The Center for Alaskan Coastal Studies has received some leads on trespassers captured on camera off-roading in restricted areas of a wildlife preserve and is now working directly with Alaska State Troopers on the incident, the center’s director said Tuesday.
Sept. 15, several off-road vehicles were seen on camera driving on the Inspiration Ridge Preserve, which is owned and operated by the center. The off-roaders had driven around a chained gate with a clear “No Trespassing” sign, according to Sept. 25 press release from the center.
The press release noted that “the perpetrators drove off-road indiscriminately over vegetation, through the trees, and then onto the hiking trail system, following it into the heart of the Preserve.”
“The vehicles ran down spruce trees and elderberry bushes next to the trail as they recklessly thrashed their way through the Preserve, damaging ecosystems Preserve staff have been carefully monitoring and protecting.”
Images of the unauthorized vehicles were captured by the use of game cameras that the preserve has in place for long-term wildlife studies, Beth Trowbridge, the center’s director, told the Homer News.
Inspiration Ridge is designed to protect the Fritz Creek Watershed on the east side of Homer and is a wildlife corridor for a diversity of animals, Trowbridge said.
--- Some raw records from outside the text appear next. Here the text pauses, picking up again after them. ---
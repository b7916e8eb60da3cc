//! Collaborator interfaces of the reconciliation controller.
//!
//! The controller never talks to the orchestrator, the status surface, the
//! downstream consumers or the broker administration tools directly; it goes
//! through these traits so hosts can plug in their own transport.

use super::topics::TopicSpec;
use crate::constants::StatusLevel;
use crate::error::ControllerResult;
use crate::models::{BrokerEndpoint, DeploymentDescriptor};
use tracing::{info, warn};

/// Container-orchestration endpoint
#[async_trait::async_trait]
pub trait Orchestrator: Send + Sync {
    /// Fire-and-forget apply of the desired resources
    async fn submit_manifest(&self, descriptor: &DeploymentDescriptor) -> ControllerResult<()>;
}

/// Operator-visible status surface; purely observational
pub trait StatusSink: Send + Sync {
    fn report(&self, level: StatusLevel, message: &str);
}

/// Downstream consumers of the worker service endpoint
#[async_trait::async_trait]
pub trait EndpointPublisher: Send + Sync {
    async fn publish(&self, hostname: &str, port: u16) -> ControllerResult<()>;
}

/// Broker-side topic administration
#[async_trait::async_trait]
pub trait TopicProvisioner: Send + Sync {
    /// Number of broker nodes currently registered with the coordinators
    async fn live_broker_count(&self, coordinators: &[BrokerEndpoint]) -> ControllerResult<usize>;

    async fn existing_topics(&self, coordinators: &[BrokerEndpoint]) -> ControllerResult<Vec<String>>;

    async fn create_topic(
        &self,
        coordinators: &[BrokerEndpoint],
        topic: &TopicSpec,
    ) -> ControllerResult<()>;
}

/// Status sink that only emits tracing events
#[derive(Debug, Default, Clone, Copy)]
pub struct TracingStatusSink;

impl StatusSink for TracingStatusSink {
    fn report(&self, level: StatusLevel, message: &str) {
        match level {
            StatusLevel::Blocked => warn!(level = %level, message, "Controller status"),
            _ => info!(level = %level, message, "Controller status"),
        }
    }
}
“There’s a reason for protecting this land; it provides wildlife a really important corridor that are traveling back and forth from the bluff down to the bench, and then back into the hills,” she said.
It’s also a local facility dedicated to conducting local citizen science. When the area is violated, it not only disturbs the habitat, but also could cause potential disturbance to projects and monitoring that the organization is engaged in, Trowbridge said.
There is a reason why vehicles are asked to remain off the property and people operating them need to be conscious and respectful of that, she said. “What these drivers did was an inappropriate violation to private property.”
Trowbridge said further assessment of damage caused by the vehicles was conducted by Nina Faust, a retired teacher who helped inspire the creation of Inspiration Ridge, and Joel Cooper, stewardship director with Kachemak Heritage Land Trust.